◆ Problem statement:
If a line of the records contains the word "Retention", list it.

◆ Input data:

◆ ◆ ◆

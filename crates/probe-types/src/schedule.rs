use chrono::{DateTime, Utc};
use serde::{Deserialize, Serialize};

/// The job families the planner (C7) materialises per SP, per §4.2.
#[derive(Debug, Clone, Copy, PartialEq, Eq, Hash, Serialize, Deserialize)]
#[serde(rename_all = "snake_case")]
pub enum JobFamily {
    Deal,
    Retrieval,
    Retention,
    MetricsRollup,
}

impl JobFamily {
    pub fn as_str(self) -> &'static str {
        match self {
            JobFamily::Deal => "deal",
            JobFamily::Retrieval => "retrieval",
            JobFamily::Retention => "retention",
            JobFamily::MetricsRollup => "metrics_rollup",
        }
    }

    pub const ALL: [JobFamily; 4] = [
        JobFamily::Deal,
        JobFamily::Retrieval,
        JobFamily::Retention,
        JobFamily::MetricsRollup,
    ];
}

/// Per `(name, key)` schedule row the planner reconciles against, per §3.
#[derive(Debug, Clone, Serialize, Deserialize)]
#[cfg_attr(feature = "database", derive(sqlx::FromRow))]
pub struct JobScheduleState {
    pub name: String,
    pub key: String,
    pub cron: String,
    pub next_run_at: DateTime<Utc>,
    pub payload: serde_json::Value,
}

◆ ◆ ◆

◆ Exercise output:
    Retention,
            JobFamily::Retention => "retention",
        JobFamily::Retention,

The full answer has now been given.